** RECORDS FOR THE TASK follows **
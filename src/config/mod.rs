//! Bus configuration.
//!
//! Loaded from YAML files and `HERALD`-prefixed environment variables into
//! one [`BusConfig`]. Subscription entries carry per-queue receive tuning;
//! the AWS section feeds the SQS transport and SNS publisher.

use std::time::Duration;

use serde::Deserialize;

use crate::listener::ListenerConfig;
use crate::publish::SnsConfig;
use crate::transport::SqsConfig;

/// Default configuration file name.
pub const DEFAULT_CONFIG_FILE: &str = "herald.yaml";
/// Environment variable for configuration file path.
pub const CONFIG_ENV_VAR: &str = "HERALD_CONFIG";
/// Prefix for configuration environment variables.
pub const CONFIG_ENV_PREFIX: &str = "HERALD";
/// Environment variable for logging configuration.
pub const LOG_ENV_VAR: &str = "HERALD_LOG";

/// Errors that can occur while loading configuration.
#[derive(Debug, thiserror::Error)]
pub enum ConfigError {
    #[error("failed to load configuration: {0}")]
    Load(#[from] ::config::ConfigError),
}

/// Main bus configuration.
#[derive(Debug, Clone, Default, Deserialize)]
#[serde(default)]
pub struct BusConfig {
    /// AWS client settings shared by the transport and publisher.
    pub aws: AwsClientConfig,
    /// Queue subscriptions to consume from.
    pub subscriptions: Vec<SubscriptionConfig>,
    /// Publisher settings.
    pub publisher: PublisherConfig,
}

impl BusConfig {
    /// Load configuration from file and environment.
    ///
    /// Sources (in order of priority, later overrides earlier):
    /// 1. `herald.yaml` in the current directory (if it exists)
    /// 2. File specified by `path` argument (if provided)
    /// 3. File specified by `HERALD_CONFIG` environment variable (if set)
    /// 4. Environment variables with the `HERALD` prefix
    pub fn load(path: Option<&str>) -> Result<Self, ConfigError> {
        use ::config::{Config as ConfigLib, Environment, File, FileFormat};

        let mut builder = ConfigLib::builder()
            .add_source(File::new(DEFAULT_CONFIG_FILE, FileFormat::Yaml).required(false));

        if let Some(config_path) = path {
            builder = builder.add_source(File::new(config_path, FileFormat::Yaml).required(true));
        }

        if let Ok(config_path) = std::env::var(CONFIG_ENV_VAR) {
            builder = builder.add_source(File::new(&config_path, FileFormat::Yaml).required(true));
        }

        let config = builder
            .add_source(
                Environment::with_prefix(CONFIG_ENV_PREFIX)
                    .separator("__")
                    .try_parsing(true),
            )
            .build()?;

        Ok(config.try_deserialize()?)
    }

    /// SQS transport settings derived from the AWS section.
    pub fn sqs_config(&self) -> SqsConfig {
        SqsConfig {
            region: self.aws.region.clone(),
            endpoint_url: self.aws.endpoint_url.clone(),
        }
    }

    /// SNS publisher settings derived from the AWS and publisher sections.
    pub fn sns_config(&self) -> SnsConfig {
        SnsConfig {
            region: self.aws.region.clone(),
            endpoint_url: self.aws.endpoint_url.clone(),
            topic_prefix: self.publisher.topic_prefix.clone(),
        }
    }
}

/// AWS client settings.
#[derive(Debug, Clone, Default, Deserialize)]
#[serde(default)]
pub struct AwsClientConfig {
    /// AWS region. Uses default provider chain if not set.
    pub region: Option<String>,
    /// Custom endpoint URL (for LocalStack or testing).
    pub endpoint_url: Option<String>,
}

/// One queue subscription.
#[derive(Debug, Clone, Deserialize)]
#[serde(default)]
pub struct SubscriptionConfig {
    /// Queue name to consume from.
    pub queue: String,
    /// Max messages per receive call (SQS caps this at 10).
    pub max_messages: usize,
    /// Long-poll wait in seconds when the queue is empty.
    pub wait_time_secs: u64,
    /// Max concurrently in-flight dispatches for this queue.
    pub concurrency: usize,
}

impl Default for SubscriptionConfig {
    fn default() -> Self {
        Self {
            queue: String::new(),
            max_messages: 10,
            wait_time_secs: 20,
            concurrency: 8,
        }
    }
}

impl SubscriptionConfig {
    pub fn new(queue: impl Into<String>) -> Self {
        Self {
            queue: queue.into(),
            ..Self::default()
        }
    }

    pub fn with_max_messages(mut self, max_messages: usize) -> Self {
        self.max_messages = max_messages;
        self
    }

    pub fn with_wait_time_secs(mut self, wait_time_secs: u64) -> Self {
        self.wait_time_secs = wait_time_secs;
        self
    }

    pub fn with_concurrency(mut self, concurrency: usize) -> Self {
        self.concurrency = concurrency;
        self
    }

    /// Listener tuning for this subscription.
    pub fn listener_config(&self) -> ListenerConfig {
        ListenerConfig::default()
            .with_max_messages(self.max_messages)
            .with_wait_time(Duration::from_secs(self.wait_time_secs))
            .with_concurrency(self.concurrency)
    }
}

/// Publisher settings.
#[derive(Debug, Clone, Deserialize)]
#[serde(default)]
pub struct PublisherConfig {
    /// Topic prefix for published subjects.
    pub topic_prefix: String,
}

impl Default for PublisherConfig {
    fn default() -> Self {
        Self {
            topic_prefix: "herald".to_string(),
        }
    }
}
** End of RECORDS FOR THE TASK **
** RECORDS FOR THE TASK follows **
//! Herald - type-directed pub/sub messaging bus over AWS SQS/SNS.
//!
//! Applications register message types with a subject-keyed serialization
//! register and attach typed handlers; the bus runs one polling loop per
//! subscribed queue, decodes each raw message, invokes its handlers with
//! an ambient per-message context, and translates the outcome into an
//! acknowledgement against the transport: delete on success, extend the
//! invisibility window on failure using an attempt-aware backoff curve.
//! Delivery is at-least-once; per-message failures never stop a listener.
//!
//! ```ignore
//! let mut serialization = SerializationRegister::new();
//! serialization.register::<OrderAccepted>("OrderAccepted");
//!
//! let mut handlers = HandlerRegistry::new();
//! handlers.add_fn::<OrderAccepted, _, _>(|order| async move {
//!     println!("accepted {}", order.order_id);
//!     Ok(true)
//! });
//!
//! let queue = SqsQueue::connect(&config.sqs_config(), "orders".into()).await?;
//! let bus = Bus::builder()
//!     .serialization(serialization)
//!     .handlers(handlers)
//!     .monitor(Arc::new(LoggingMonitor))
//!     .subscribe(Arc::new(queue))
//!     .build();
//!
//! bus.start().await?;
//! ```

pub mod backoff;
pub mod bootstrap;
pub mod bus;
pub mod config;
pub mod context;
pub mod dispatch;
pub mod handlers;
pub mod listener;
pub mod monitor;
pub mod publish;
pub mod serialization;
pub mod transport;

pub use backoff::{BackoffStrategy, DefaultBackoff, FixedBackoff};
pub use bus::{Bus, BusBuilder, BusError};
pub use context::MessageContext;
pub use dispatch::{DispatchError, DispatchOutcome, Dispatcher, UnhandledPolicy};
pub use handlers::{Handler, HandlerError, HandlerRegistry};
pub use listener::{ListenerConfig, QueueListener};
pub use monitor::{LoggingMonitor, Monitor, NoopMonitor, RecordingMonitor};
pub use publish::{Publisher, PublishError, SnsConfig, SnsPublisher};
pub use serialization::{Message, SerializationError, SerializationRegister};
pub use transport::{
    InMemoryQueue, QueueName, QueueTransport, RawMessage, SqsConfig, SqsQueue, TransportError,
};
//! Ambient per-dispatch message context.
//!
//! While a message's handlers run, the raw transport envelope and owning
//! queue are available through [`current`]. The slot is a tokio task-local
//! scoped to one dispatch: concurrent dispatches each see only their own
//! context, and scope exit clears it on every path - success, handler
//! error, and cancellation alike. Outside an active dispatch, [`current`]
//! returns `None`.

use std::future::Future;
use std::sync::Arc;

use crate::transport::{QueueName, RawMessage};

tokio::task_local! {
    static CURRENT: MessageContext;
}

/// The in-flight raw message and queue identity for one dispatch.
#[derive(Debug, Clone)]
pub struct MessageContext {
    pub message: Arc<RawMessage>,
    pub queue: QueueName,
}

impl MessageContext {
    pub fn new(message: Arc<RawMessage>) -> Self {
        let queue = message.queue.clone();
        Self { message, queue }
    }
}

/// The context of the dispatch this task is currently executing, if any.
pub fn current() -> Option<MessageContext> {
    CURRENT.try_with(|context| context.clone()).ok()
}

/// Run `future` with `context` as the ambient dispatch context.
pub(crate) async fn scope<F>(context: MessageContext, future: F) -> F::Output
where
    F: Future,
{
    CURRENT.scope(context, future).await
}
** End of RECORDS FOR THE TASK **
§ TASK BRIEF:
Please reproduce, exactly as they appear above, the lines from the line containing "filename src/config/mod.rs" up to and including the line containing "configuration file name.".

§ THE COMPLETED TASK:
filename src/config/mod.rs
//! Bus configuration.
//!
//! Loaded from YAML files and `HERALD`-prefixed environment variables into
//! one [`BusConfig`]. Subscription entries carry per-queue receive tuning;
//! the AWS section feeds the SQS transport and SNS publisher.

use std::time::Duration;

use serde::Deserialize;

use crate::listener::ListenerConfig;
use crate::publish::SnsConfig;
use crate::transport::SqsConfig;

/// Default configuration file name.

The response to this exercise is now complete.